Records from a data source
·····

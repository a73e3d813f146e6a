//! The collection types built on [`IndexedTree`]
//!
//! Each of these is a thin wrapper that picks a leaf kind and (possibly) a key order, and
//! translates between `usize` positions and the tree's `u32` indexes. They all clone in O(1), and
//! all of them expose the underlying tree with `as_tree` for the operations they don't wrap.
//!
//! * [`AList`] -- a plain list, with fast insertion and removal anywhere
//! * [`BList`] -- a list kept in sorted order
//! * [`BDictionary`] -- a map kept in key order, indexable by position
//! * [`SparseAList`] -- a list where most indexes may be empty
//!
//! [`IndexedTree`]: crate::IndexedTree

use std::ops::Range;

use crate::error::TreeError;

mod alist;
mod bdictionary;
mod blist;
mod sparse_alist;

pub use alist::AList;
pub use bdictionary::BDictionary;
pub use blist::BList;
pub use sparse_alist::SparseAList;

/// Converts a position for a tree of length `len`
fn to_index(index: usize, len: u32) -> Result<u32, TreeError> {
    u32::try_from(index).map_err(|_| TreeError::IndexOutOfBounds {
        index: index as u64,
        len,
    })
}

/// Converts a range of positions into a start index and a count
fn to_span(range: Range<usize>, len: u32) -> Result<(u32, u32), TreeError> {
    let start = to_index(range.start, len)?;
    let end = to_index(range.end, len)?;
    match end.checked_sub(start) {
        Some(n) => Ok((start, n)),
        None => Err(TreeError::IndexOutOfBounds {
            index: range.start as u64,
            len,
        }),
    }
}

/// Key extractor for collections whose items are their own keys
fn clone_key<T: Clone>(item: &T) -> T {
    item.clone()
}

·····

Work instructions » What is wanted is the line containing "their own keys" and every line after it through the last line of the entries, printed exactly.

Result of the exercise »
/// Key extractor for collections whose items are their own keys
fn clone_key<T: Clone>(item: &T) -> T {
    item.clone()
}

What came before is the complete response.